Head of DEA slams Obama for saying marijuana is no more dangerous than alcohol

Michele M. Leonhart

The nation’s drug enforcement czar disagrees with President Barack Obama about the dangers of smoking marijuana.

Drug Enforcement Administration head Michele M. Leonhart supposedly told a recent closed-door sheriff’s conference that she isn’t happy with the federal government’s willingness to allow states to legalize the plant.

Leonhart expressed her frustration with the country’s increasingly relaxed attitude towards marijuana in the wake of President Obama recently telling the New Yorker he doesn’t think it’s dangerous.

She’s frustrated for the same reasons we are, Bristol County Sheriff Thomas M. Hodgson told the Boston Herald. “She said she felt the administration didn’t understand the science enough to make those statements.

‘She [also] said her lowest point in 33 years in the DEA was when she learned they’d flown a hemp flag over the Capitol on July 4,’ Hodgson continued. ‘The sheriffs were all shocked, this is the first time in 28 years I’ve ever heard anyone in her position be this candid.'

She was also infuriated that the White House played a softball game with a ‘pro-legalization group,’ Hodgson added.

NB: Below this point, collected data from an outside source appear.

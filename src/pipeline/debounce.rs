//! Per-identity debounce state machine
//!
//! Turns raw ASSERT/RELEASE edges into accepted transitions. Each identity
//! is either `Released` (initial) or `Asserted`, and a transition is only
//! accepted once the settle window has passed since the last accepted one.

use super::{Edge, Event, Identity, Timestamp};
use serde::{Deserialize, Serialize};
use std::collections::HashMap;
use std::time::Duration;

/// How RELEASE edges are handled
#[derive(Debug, Clone, Copy, Default, PartialEq, Eq, Serialize, Deserialize)]
#[serde(rename_all = "snake_case")]
pub enum ReleaseMode {
    /// Releases are debounced like presses and emitted
    #[default]
    Symmetric,
    /// Releases only re-arm the identity and are never emitted
    AssertOnly,
}

/// Filter settings
#[derive(Debug, Clone, Copy, PartialEq, Eq)]
pub struct DebounceConfig {
    /// Minimum time between accepted transitions; zero disables debouncing
    pub window: Duration,
    pub release_mode: ReleaseMode,
}

impl DebounceConfig {
    pub fn new(window: Duration, release_mode: ReleaseMode) -> Self {
        Self {
            window,
            release_mode,
        }
    }

    pub fn from_millis(window_ms: u64, release_mode: ReleaseMode) -> Self {
        Self::new(Duration::from_millis(window_ms), release_mode)
    }
}

impl Default for DebounceConfig {
    fn default() -> Self {
        Self::from_millis(5, ReleaseMode::Symmetric)
    }
}

/// Debounce state of one identity
#[derive(Debug, Clone, Copy, Default, PartialEq, Eq)]
pub struct DebounceState {
    pub is_active: bool,
    pub last_accepted_at: Option<Timestamp>,
}

impl DebounceState {
    fn settled(&self, now: Timestamp, window: Duration) -> bool {
        match self.last_accepted_at {
            None => true,
            Some(last) => now.saturating_duration_since(last) >= window,
        }
    }
}

/// Why a raw event was not emitted
#[derive(Debug, Clone, Copy, PartialEq, Eq, Hash, Serialize, Deserialize)]
#[serde(rename_all = "snake_case")]
pub enum SuppressReason {
    /// Opposite-or-same edge inside the settle window
    Chatter,
    /// ASSERT while already asserted (held key, auto-repeat)
    Repeat,
    /// RELEASE while already released
    NotActive,
    /// RELEASE consumed silently in assert-only mode
    Absorbed,
}

/// Outcome of feeding one raw event through the filter
#[derive(Debug, Clone, Copy, PartialEq, Eq)]
pub enum Decision {
    Accepted,
    Suppressed(SuppressReason),
}

impl Decision {
    pub fn is_accepted(&self) -> bool {
        matches!(self, Decision::Accepted)
    }
}

/// Running totals kept by the filter
#[derive(Debug, Clone, Copy, Default, PartialEq, Eq, Serialize, Deserialize)]
pub struct FilterCounts {
    pub accepted: u64,
    pub chatter: u64,
    pub repeat: u64,
    pub not_active: u64,
    pub absorbed: u64,
}

impl FilterCounts {
    pub fn suppressed(&self) -> u64 {
        self.chatter + self.repeat + self.not_active + self.absorbed
    }

    fn record(&mut self, decision: Decision) {
        match decision {
            Decision::Accepted => self.accepted += 1,
            Decision::Suppressed(SuppressReason::Chatter) => self.chatter += 1,
            Decision::Suppressed(SuppressReason::Repeat) => self.repeat += 1,
            Decision::Suppressed(SuppressReason::NotActive) => self.not_active += 1,
            Decision::Suppressed(SuppressReason::Absorbed) => self.absorbed += 1,
        }
    }
}

/// Debounce filter over every identity seen in a session
#[derive(Debug, Default)]
pub struct DebounceFilter {
    config: DebounceConfig,
    states: HashMap<Identity, DebounceState>,
    counts: FilterCounts,
}

impl DebounceFilter {
    pub fn new(config: DebounceConfig) -> Self {
        Self {
            config,
            states: HashMap::new(),
            counts: FilterCounts::default(),
        }
    }

    pub fn config(&self) -> &DebounceConfig {
        &self.config
    }

    /// Feed one raw event and decide whether it is a genuine transition
    pub fn process(&mut self, event: &Event) -> Decision {
        let window = self.config.window;
        let mode = self.config.release_mode;
        let state = self.states.entry(event.identity).or_default();

        let decision = match event.edge {
            Edge::Assert => {
                if state.is_active {
                    Decision::Suppressed(SuppressReason::Repeat)
                } else if state.settled(event.timestamp, window) {
                    state.is_active = true;
                    state.last_accepted_at = Some(event.timestamp);
                    Decision::Accepted
                } else {
                    Decision::Suppressed(SuppressReason::Chatter)
                }
            }
            Edge::Release => match mode {
                ReleaseMode::AssertOnly => {
                    state.is_active = false;
                    Decision::Suppressed(SuppressReason::Absorbed)
                }
                ReleaseMode::Symmetric => {
                    if !state.is_active {
                        Decision::Suppressed(SuppressReason::NotActive)
                    } else if state.settled(event.timestamp, window) {
                        state.is_active = false;
                        state.last_accepted_at = Some(event.timestamp);
                        Decision::Accepted
                    } else {
                        Decision::Suppressed(SuppressReason::Chatter)
                    }
                }
            },
        };

        self.counts.record(decision);
        decision
    }

    pub fn state(&self, identity: &Identity) -> Option<&DebounceState> {
        self.states.get(identity)
    }

    pub fn is_active(&self, identity: &Identity) -> bool {
        self.states.get(identity).is_some_and(|s| s.is_active)
    }

    /// Identities currently in the asserted state
    pub fn active(&self) -> impl Iterator<Item = Identity> + '_ {
        self.states
            .iter()
            .filter(|(_, state)| state.is_active)
            .map(|(identity, _)| *identity)
    }

    pub fn tracked(&self) -> usize {
        self.states.len()
    }

    pub fn counts(&self) -> FilterCounts {
        self.counts
    }
}

#[cfg(test)]
mod tests {
    use super::*;

    const A: Identity = Identity::Pin(1);
    const B: Identity = Identity::Pin(2);

    fn at(ms: u64) -> Timestamp {
        Timestamp::from_millis(ms)
    }

    fn symmetric(window_ms: u64) -> DebounceFilter {
        DebounceFilter::new(DebounceConfig::from_millis(window_ms, ReleaseMode::Symmetric))
    }

    fn assert_only(window_ms: u64) -> DebounceFilter {
        DebounceFilter::new(DebounceConfig::from_millis(window_ms, ReleaseMode::AssertOnly))
    }

    #[test]
    fn first_assert_is_accepted() {
        let mut f = symmetric(5);
        assert_eq!(f.process(&Event::assert(A, at(100))), Decision::Accepted);
        assert!(f.is_active(&A));
        assert_eq!(f.state(&A).unwrap().last_accepted_at, Some(at(100)));
    }

    #[test]
    fn second_assert_inside_window_is_suppressed() {
        let mut f = symmetric(50);
        assert!(f.process(&Event::assert(A, at(100))).is_accepted());
        assert_eq!(
            f.process(&Event::assert(A, at(140))),
            Decision::Suppressed(SuppressReason::Repeat)
        );
        assert_eq!(f.counts().accepted, 1);
    }

    #[test]
    fn chatter_release_inside_window_is_suppressed() {
        let mut f = symmetric(5);
        f.process(&Event::assert(A, at(0)));
        assert_eq!(
            f.process(&Event::release(A, at(2))),
            Decision::Suppressed(SuppressReason::Chatter)
        );
        assert!(f.is_active(&A));
    }

    #[test]
    fn bounce_after_release_is_suppressed() {
        let mut f = symmetric(5);
        f.process(&Event::assert(A, at(0)));
        assert!(f.process(&Event::release(A, at(40))).is_accepted());
        assert_eq!(
            f.process(&Event::assert(A, at(42))),
            Decision::Suppressed(SuppressReason::Chatter)
        );
        assert!(!f.is_active(&A));
    }

    #[test]
    fn assert_after_settled_release_is_accepted() {
        let mut f = symmetric(5);
        assert!(f.process(&Event::assert(A, at(0))).is_accepted());
        assert!(f.process(&Event::release(A, at(30))).is_accepted());
        assert!(f.process(&Event::assert(A, at(35))).is_accepted());
    }

    #[test]
    fn leading_release_is_a_no_op() {
        let mut f = symmetric(5);
        assert_eq!(
            f.process(&Event::release(B, at(10))),
            Decision::Suppressed(SuppressReason::NotActive)
        );
        let state = f.state(&B).unwrap();
        assert!(!state.is_active);
        assert_eq!(state.last_accepted_at, None);
        assert!(f.process(&Event::assert(B, at(11))).is_accepted());
    }

    #[test]
    fn zero_window_accepts_every_valid_transition() {
        let mut f = symmetric(0);
        assert!(f.process(&Event::assert(A, at(1))).is_accepted());
        assert!(f.process(&Event::release(A, at(1))).is_accepted());
        assert!(f.process(&Event::assert(A, at(1))).is_accepted());
        assert_eq!(
            f.process(&Event::assert(A, at(1))),
            Decision::Suppressed(SuppressReason::Repeat)
        );
    }

    #[test]
    fn identities_are_independent() {
        let mut f = symmetric(50);
        assert!(f.process(&Event::assert(A, at(0))).is_accepted());
        assert!(f.process(&Event::assert(B, at(1))).is_accepted());
        let mut active: Vec<Identity> = f.active().collect();
        active.sort_by_key(|i| i.to_string());
        assert_eq!(active, vec![A, B]);
        assert_eq!(f.tracked(), 2);
    }

    #[test]
    fn assert_only_release_rearms_without_emitting() {
        let mut f = assert_only(5);
        assert!(f.process(&Event::assert(A, at(0))).is_accepted());
        // Release inside the window still re-arms
        assert_eq!(
            f.process(&Event::release(A, at(1))),
            Decision::Suppressed(SuppressReason::Absorbed)
        );
        assert!(!f.is_active(&A));
        // Window is measured from the last accepted press
        assert_eq!(
            f.process(&Event::assert(A, at(3))),
            Decision::Suppressed(SuppressReason::Chatter)
        );
        f.process(&Event::release(A, at(4)));
        assert!(f.process(&Event::assert(A, at(5))).is_accepted());
        assert_eq!(f.state(&A).unwrap().last_accepted_at, Some(at(5)));
    }

    #[test]
    fn assert_only_suppresses_auto_repeat() {
        let mut f = assert_only(0);
        assert!(f.process(&Event::assert(A, at(0))).is_accepted());
        for t in [500, 533, 566, 600] {
            assert_eq!(
                f.process(&Event::assert(A, at(t))),
                Decision::Suppressed(SuppressReason::Repeat)
            );
        }
        f.process(&Event::release(A, at(610)));
        assert!(f.process(&Event::assert(A, at(700))).is_accepted());
    }

    #[test]
    fn out_of_order_timestamp_counts_as_no_elapsed_time() {
        let mut f = symmetric(5);
        f.process(&Event::assert(A, at(100)));
        assert_eq!(
            f.process(&Event::release(A, at(90))),
            Decision::Suppressed(SuppressReason::Chatter)
        );
    }

    #[test]
    fn counts_track_every_reason() {
        let mut f = symmetric(5);
        f.process(&Event::release(A, at(0))); // not active
        f.process(&Event::assert(A, at(1))); // accepted
        f.process(&Event::assert(A, at(2))); // repeat
        f.process(&Event::release(A, at(3))); // chatter
        f.process(&Event::release(A, at(10))); // accepted

        let counts = f.counts();
        assert_eq!(counts.accepted, 2);
        assert_eq!(counts.not_active, 1);
        assert_eq!(counts.repeat, 1);
        assert_eq!(counts.chatter, 1);
        assert_eq!(counts.suppressed(), 3);
    }
}
//! Configuration management for Edge Latency
//!
//! Settings are read from a TOML file in the platform config directory. A
//! missing file means defaults; a malformed or inconsistent one is an error
//! reported before any capture starts.
//!
//! ## Config File Locations
//!
//! | Platform | Path |
//! |----------|------|
//! | Linux | `~/.config/edge-latency/config.toml` |
//! | macOS | `~/Library/Application Support/edge-latency/config.toml` |
//! | Windows | `%APPDATA%\edge-latency\config.toml` |
//!
//! ## Example
//!
//! ```no_run
//! use edge_latency::Config;
//!
//! let mut config = Config::load().unwrap_or_default();
//! config.debounce.settle_window_ms = 10;
//! config.validate().expect("invalid config");
//! config.save().expect("Failed to save config");
//! ```

use crate::actuator::{ActuatorError, PulseSchedule};
use crate::pipeline::{DebounceConfig, ReleaseMode, DEFAULT_CAPACITY};
use crate::sink::TimeUnit;
use serde::{Deserialize, Serialize};
use std::fs;
use std::io;
use std::path::{Path, PathBuf};
use std::time::Duration;
use thiserror::Error;

const APP_DIR: &str = "edge-latency";

/// Error type for configuration operations
#[derive(Debug, Error)]
pub enum ConfigError {
    #[error("Could not determine config directory")]
    NoConfigDir,
    #[error("IO error: {0}")]
    Io(#[from] io::Error),
    #[error("Parse error: {0}")]
    Parse(#[from] toml::de::Error),
    #[error("Serialize error: {0}")]
    Serialize(#[from] toml::ser::Error),
    #[error("Invalid {field}: {reason}")]
    Invalid { field: &'static str, reason: String },
}

impl ConfigError {
    fn invalid(field: &'static str, reason: impl Into<String>) -> Self {
        ConfigError::Invalid {
            field,
            reason: reason.into(),
        }
    }
}

/// Returns the path to the config file, creating its directory if needed
pub fn config_path() -> Result<PathBuf, ConfigError> {
    let config_dir = dirs::config_dir().ok_or(ConfigError::NoConfigDir)?;
    let app_dir = config_dir.join(APP_DIR);

    if !app_dir.exists() {
        fs::create_dir_all(&app_dir)?;
    }

    Ok(app_dir.join("config.toml"))
}

/// Main application configuration
#[derive(Debug, Clone, Default, Serialize, Deserialize)]
pub struct Config {
    #[serde(default)]
    pub queue: QueueConfig,
    #[serde(default)]
    pub debounce: DebounceSettings,
    #[serde(default)]
    pub heartbeat: HeartbeatConfig,
    #[serde(default)]
    pub capture: CaptureConfig,
    #[serde(default)]
    pub keyboard: KeyboardConfig,
    #[serde(default)]
    pub serial: SerialConfig,
    #[serde(default)]
    pub pulse: PulseConfig,
}

/// Event queue settings
#[derive(Debug, Clone, Serialize, Deserialize)]
#[serde(default)]
pub struct QueueConfig {
    /// Ring size; must be a power of two
    pub capacity: usize,
}

impl Default for QueueConfig {
    fn default() -> Self {
        Self {
            capacity: DEFAULT_CAPACITY,
        }
    }
}

/// Debounce filter settings
#[derive(Debug, Clone, Serialize, Deserialize)]
#[serde(default)]
pub struct DebounceSettings {
    /// Settle window in ms; 0 disables debouncing
    pub settle_window_ms: u64,
    pub release_mode: ReleaseMode,
    /// Also write every raw, unfiltered event
    pub raw_tap: bool,
}

impl Default for DebounceSettings {
    fn default() -> Self {
        Self {
            settle_window_ms: 5,
            release_mode: ReleaseMode::Symmetric,
            raw_tap: false,
        }
    }
}

#[derive(Debug, Clone, Serialize, Deserialize)]
#[serde(default)]
pub struct HeartbeatConfig {
    pub period_ms: u64,
}

impl Default for HeartbeatConfig {
    fn default() -> Self {
        Self { period_ms: 1000 }
    }
}

/// Consumer loop and output settings
#[derive(Debug, Clone, Serialize, Deserialize)]
#[serde(default)]
pub struct CaptureConfig {
    /// Sleep between empty polls, in microseconds; 0 spins
    pub idle_sleep_us: u64,
    pub timestamp_unit: TimeUnit,
    /// CSV file for accepted events
    pub output: PathBuf,
}

impl Default for CaptureConfig {
    fn default() -> Self {
        Self {
            idle_sleep_us: 200,
            timestamp_unit: TimeUnit::Nanos,
            output: PathBuf::from("keyboard_log.csv"),
        }
    }
}

/// Keyboard backend selection
#[derive(Debug, Clone, Copy, Default, PartialEq, Eq, Serialize, Deserialize)]
#[serde(rename_all = "snake_case")]
pub enum KeyboardBackend {
    /// Evdev when available, polling otherwise
    #[default]
    Auto,
    Evdev,
    Poll,
}

#[derive(Debug, Clone, Default, Serialize, Deserialize)]
#[serde(default)]
pub struct KeyboardConfig {
    pub backend: KeyboardBackend,
    /// Only capture devices whose path or name contains this
    pub device_filter: Option<String>,
}

/// Serial capture settings
#[derive(Debug, Clone, Serialize, Deserialize)]
#[serde(default)]
pub struct SerialConfig {
    pub port: String,
    pub baud_rate: u32,
    pub read_timeout_ms: u64,
    /// Transcript of every received line with its host timestamp
    pub output: PathBuf,
}

impl Default for SerialConfig {
    fn default() -> Self {
        Self {
            port: default_serial_port().to_string(),
            baud_rate: 115_200,
            read_timeout_ms: 50,
            output: PathBuf::from("pico_log.csv"),
        }
    }
}

fn default_serial_port() -> &'static str {
    if cfg!(windows) {
        "COM9"
    } else {
        "/dev/ttyACM0"
    }
}

/// Scheduled pulse settings
#[derive(Debug, Clone, Serialize, Deserialize)]
#[serde(default)]
pub struct PulseConfig {
    pub pins: Vec<u8>,
    /// Time between pulse starts
    pub interval_ms: u64,
    /// How long each pin stays active
    pub duration_ms: u64,
    /// Active level is low, idle is high
    pub active_low: bool,
}

impl Default for PulseConfig {
    fn default() -> Self {
        Self {
            pins: vec![0, 1, 2, 3, 4, 5, 10, 11, 12, 13, 14, 15],
            interval_ms: 150,
            duration_ms: 50,
            active_low: true,
        }
    }
}

impl PulseConfig {
    pub fn schedule(&self) -> Result<PulseSchedule, ActuatorError> {
        PulseSchedule::new(
            self.pins.clone(),
            Duration::from_millis(self.interval_ms),
            Duration::from_millis(self.duration_ms),
            self.active_low,
        )
    }
}

impl Config {
    /// Load configuration from the default config file.
    ///
    /// Returns the default configuration if the file doesn't exist.
    pub fn load() -> Result<Self, ConfigError> {
        let path = config_path()?;

        if !path.exists() {
            return Ok(Self::default());
        }

        Self::load_from(&path)
    }

    /// Load configuration from a specific path
    pub fn load_from(path: &Path) -> Result<Self, ConfigError> {
        let contents = fs::read_to_string(path)?;
        let config: Config = toml::from_str(&contents)?;
        Ok(config)
    }

    /// Save configuration to the default config file
    pub fn save(&self) -> Result<(), ConfigError> {
        let path = config_path()?;
        self.save_to(&path)
    }

    pub fn save_to(&self, path: &Path) -> Result<(), ConfigError> {
        let contents = toml::to_string_pretty(self)?;
        fs::write(path, contents)?;
        Ok(())
    }

    /// Reject settings the pipeline cannot be armed with
    pub fn validate(&self) -> Result<(), ConfigError> {
        let capacity = self.queue.capacity;
        if capacity < 2 || !capacity.is_power_of_two() {
            return Err(ConfigError::invalid(
                "queue.capacity",
                format!("{} is not a power of two >= 2", capacity),
            ));
        }
        if self.heartbeat.period_ms == 0 {
            return Err(ConfigError::invalid(
                "heartbeat.period_ms",
                "must be greater than zero",
            ));
        }
        if self.serial.baud_rate == 0 {
            return Err(ConfigError::invalid("serial.baud_rate", "must be greater than zero"));
        }
        self.pulse
            .schedule()
            .map_err(|e| ConfigError::invalid("pulse", e.to_string()))?;
        Ok(())
    }

    pub fn debounce_config(&self) -> DebounceConfig {
        DebounceConfig::from_millis(self.debounce.settle_window_ms, self.debounce.release_mode)
    }

    pub fn heartbeat_period(&self) -> Duration {
        Duration::from_millis(self.heartbeat.period_ms)
    }

    pub fn idle_sleep(&self) -> Duration {
        Duration::from_micros(self.capture.idle_sleep_us)
    }
}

Her pot shots at the president were not made in public, but they came after recent comments he made to the New Yorker raised more than a few eyebrows.

‘I view it as a bad habit and a vice, not very different from the cigarettes that I smoked as a young person up through a big chunk of my adult life,’ said the President.

‘I don’t think it is more dangerous than alcohol,’ he continued, adding that he believes it is even less damaging ‘in terms of its impact on the individual consumer.’

The flag was flown at the urging of Colorado Rep Jared Polis (D) and made of industrial hemp. It was not illegal.

The Obama Administration announced last summer it would no longer seek to stop states from legalizing recreational marijuana.

The President's evolving stance may just be a reflection of the country as a whole – almost 60 per cent of American’s are in favour of legalization, according to Gallup – but that doesn’t sit well with Leonhart.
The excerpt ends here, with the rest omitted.